Autonomy at all levels
We recognise that cognitive diversity can often bring opposing opinions, which we actively encourage because our main ethos has been that we must not agree to disagree. Everyone’s opinion is important, and we must find a way to ensure alignment, which is why it is so important for us to call out any overt displays of ego when we see them.
It also means we need to make sure junior members of staff as well as new starters feel empowered enough to speak up. One way we do this is that we involve our people in every major decision that effects working life at Quorsus, such as how we proceed post-lockdown. We also discuss how to combat imposter syndrome, the importance of boundary setting, and how to trust your gut.
For new starters, we conduct 60- and 90-day check ins to gather their feedback to get an understanding of their experience and any learn of any improvements we could make as part of our structured week-long onboarding programme. All of these factors contribute to a feeling of autonomy throughout the organisation.
Growing as we go
We have seen a demonstrable impact on how our values have directly helped our business succeed and how they provide our people with an environment to accelerate growth and enable further potential so far. But we are still in the early days of our business, and we fully accept we aren’t perfect – but then, we don’t see that as a bad thing.

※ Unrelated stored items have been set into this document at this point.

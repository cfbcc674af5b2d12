//! Bounded-concurrency page crawler.
//!
//! Fetches discovered URLs under a concurrency limit and a per-slot delay
//! sized to the site's request budget, records progress in [`CrawlState`],
//! and hands each fetched body to a [`PageProcessor`] for extraction and
//! caching.

mod engine;

pub use engine::{CrawlOptions, CrawlOutcome, Crawler, NoopProcessor, PageProcessor};

pub use docvec_state::CrawlState;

We accept that things go wrong, and failure is inevitable in some cases, but it is how you respond and learn from it – often about having the right people around who will get stuck in to help solve issues and be resilient as a firm.
Growing an organisation’s culture should be a work in progress, keeping up with the changing times and adapting accordingly. That said, a company’s moral compass should be firmly in place. We believe you can’t go far wrong if you stick to your values and beliefs and do the right thing by both your people and your client.